Editorial bottom line
Both products can be relevant to AI-assisted software work. Compare the product form, available execution surfaces, documented workflow, pricing model, and governance requirements against the same repository task.
Choose Tabnine when organizations that need SaaS, VPC, on-premises, or air-gapped AI coding deployment.
Choose Codex when developers who want the same coding agent in ChatGPT, an IDE, and the terminal.
Run the same representative repository task and compare output quality, review effort, execution surface, and governance requirements.
Cost scenarios
Start with the documented free entry points before comparing paid usage.
Tabnine: No ongoing free plan is shown on the current public pricing page
Codex: Codex is included across ChatGPT plans, including Free and Go, with limits that vary by plan
Run the same scoped task in both products and compare review effort, output quality, and limits before standardizing.Compare the published individual entry and the documented usage model.
Tabnine: $39/user/month, annual subscription — Code Assistant Platform. Customer-provided models are described as unlimited within the subscription. Tabnine-provided LLM access adds reserved token consumption at the underlying provider price plus a 5% handling fee. Headless agents are separately licensed by processing-capacity tier.
Codex: See official pricing. Codex usage draws from the plan's agentic usage and credit pool. The current rate card primarily maps model input, cached-input, and output tokens to credits.
Use actual workload data rather than treating plans with different usage units as directly equivalent.Evaluate governance, billing, identity, and deployment requirements alongside the seat or usage model.
Tabnine: $59/user/month, annual subscription — Agentic Platform. Customer-provided models are described as unlimited within the subscription. Tabnine-provided LLM access adds reserved token consumption at the underlying provider price plus a 5% handling fee. Headless agents are separately licensed by processing-capacity tier.
Codex: See official pricing. Codex usage draws from the plan's agentic usage and credit pool. The current rate card primarily maps model input, cached-input, and output tokens to credits.
Validate the exact plan and execution surface with both vendors before making a governance decision.Workflow fit
Tabnine is positioned as Enterprise AI coding assistant and governed agentic development platform. Its source-reviewed guide is the right place to validate its detailed workflow, tradeoffs, and operating model.
Codex is positioned as Cross-surface coding agent and multi-agent command center. Its source-reviewed guide is the right place to validate its detailed workflow, tradeoffs, and operating model.
Product form alone is not enough for a governance decision.
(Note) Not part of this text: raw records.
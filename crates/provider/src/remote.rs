//! Hosted chat completions API provider.

use crate::{Error, HttpProvider, ProviderConfig, Request, Result, request::Params};
use reqwest::Client;
use std::time::Duration;

/// Hosted endpoint URLs.
pub mod endpoint {
    /// OpenAI chat completions.
    pub const OPENAI: &str = "https://api.openai.com/v1/chat/completions";
}

/// A provider behind a hosted, key-authorized chat completions API.
#[derive(Clone, Debug)]
pub struct RemoteApi {
    http: HttpProvider,
    params: Params,
}

impl RemoteApi {
    /// Create a provider from its config.
    ///
    /// The key is checked here, not on send. `default_endpoint` is used
    /// when the config carries no endpoint override.
    pub fn new(
        client: Client,
        config: &ProviderConfig,
        default_endpoint: Option<&str>,
    ) -> Result<Self> {
        let key = config.key().ok_or_else(|| {
            Error::config(
                &config.name,
                format!(
                    "missing api_key (set {} or add it to the config)",
                    config.key_var()
                ),
            )
        })?;
        let endpoint = config
            .endpoint()
            .or(default_endpoint)
            .ok_or_else(|| Error::config(&config.name, "missing endpoint"))?;

        Ok(Self {
            http: HttpProvider::bearer(client, &config.name, key, endpoint)?,
            params: Params::from(config),
        })
    }

    /// Send the prompt as a single user message.
    pub async fn run_prompt(&self, prompt: &str) -> Result<String> {
        self.http.send(&Request::prompt(&self.params, prompt)).await
    }

    /// The underlying transport.
    pub fn http(&self) -> &HttpProvider {
        &self.http
    }

    /// Override the request timeout.
    pub fn with_timeout(self, timeout: Duration) -> Self {
        Self {
            http: self.http.with_timeout(timeout),
            ..self
        }
    }
}
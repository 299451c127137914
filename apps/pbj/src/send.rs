//! Send command

use super::Config;
use anyhow::{Context, Result, bail};
use clap::Args;
use provider::{DispatchContext, DispatchResult, Dispatcher, Error};
use std::{io::Read, path::PathBuf};

/// Send command arguments
#[derive(Debug, Args)]
pub struct SendCmd {
    /// The prompt to send (read from --file or stdin when omitted)
    pub prompt: Option<String>,

    /// Read the prompt from a file
    #[arg(short, long, conflicts_with = "prompt")]
    pub file: Option<PathBuf>,

    /// Send only to these enabled providers (repeatable)
    #[arg(short, long = "provider")]
    pub providers: Vec<String>,

    /// Print the results as a JSON object
    #[arg(long)]
    pub json: bool,
}

impl SendCmd {
    /// Run the send command
    pub async fn run(&self, config: &Config) -> Result<()> {
        let prompt = self.read_prompt()?;
        let ctx = self.context(config, prompt)?;

        let result = match Dispatcher::default().dispatch(&ctx).await {
            Err(Error::NoTargets) => {
                bail!("no providers enabled; run `pbj enable <name>` first")
            }
            result => result?,
        };
        tracing::info!(
            "{} of {} provider(s) replied",
            result.completed(),
            result.len()
        );

        if self.json {
            println!("{}", serde_json::to_string_pretty(&result.texts())?);
        } else {
            print_result(&result);
        }
        Ok(())
    }

    /// The dispatch context for this invocation.
    pub fn context(&self, config: &Config, prompt: String) -> Result<DispatchContext> {
        let store = config.store();
        if self.providers.is_empty() {
            return Ok(store.context(prompt));
        }

        let (found, missing) = store.select(self.providers.iter().map(String::as_str));
        if !missing.is_empty() {
            bail!("unknown provider(s): {}", missing.join(", "));
        }
        let disabled = found
            .iter()
            .filter(|config| !config.enabled)
            .map(|config| config.name.as_str())
            .collect::<Vec<_>>();
        if !disabled.is_empty() {
            bail!(
                "provider(s) disabled: {0}; run `pbj enable {0}` first",
                disabled.join(" ")
            );
        }
        Ok(DispatchContext::new(prompt, found))
    }

    fn read_prompt(&self) -> Result<String> {
        let prompt = match (&self.prompt, &self.file) {
            (Some(prompt), _) => prompt.clone(),
            (None, Some(path)) => std::fs::read_to_string(path)
                .with_context(|| format!("failed to read {}", path.display()))?,
            (None, None) => {
                let mut input = String::new();
                std::io::stdin()
                    .read_to_string(&mut input)
                    .context("failed to read prompt from stdin")?;
                input
            }
        };

        if prompt.trim().is_empty() {
            bail!("prompt is empty");
        }
        Ok(prompt)
    }
}

fn print_result(result: &DispatchResult) {
    for (name, outcome) in result.iter() {
        println!("== {name} ==");
        println!("{outcome}");
        println!();
    }
}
Review the official security, privacy, pricing, and execution documentation for the exact plan and deployment model.
FAQ
Tabnine is positioned as Enterprise AI coding assistant and governed agentic development platform. Codex is positioned as Cross-surface coding agent and multi-agent command center. The aligned matrix shows how those product forms map to surfaces, workflow, pricing, and governance evidence.
Tabnine: No ongoing free plan is shown on the current public pricing page Codex: Codex is included across ChatGPT plans, including Free and Go, with limits that vary by plan
Run the same representative repository task in both products, then compare the documented execution surface, review effort, output quality, usage limits, and required governance controls.
There is no universal answer. Review the official security, privacy, network, approval, identity, and audit documentation for the exact plan and execution surface your team will use.
Methodology and sources
Each field is grounded in current first-party product, documentation, pricing, security, privacy, changelog, or help material.
Related tools
Use the product guides below to widen the shortlist beyond Tabnine and Codex without losing the source-reviewed analysis format.
Editorial review · AI coding comparison
The comparison keeps product differences tied to dated source records instead of unsupported rankings.
Source snapshot is 90 days old; verify upstream details before relying on pricing, availability, or security claims.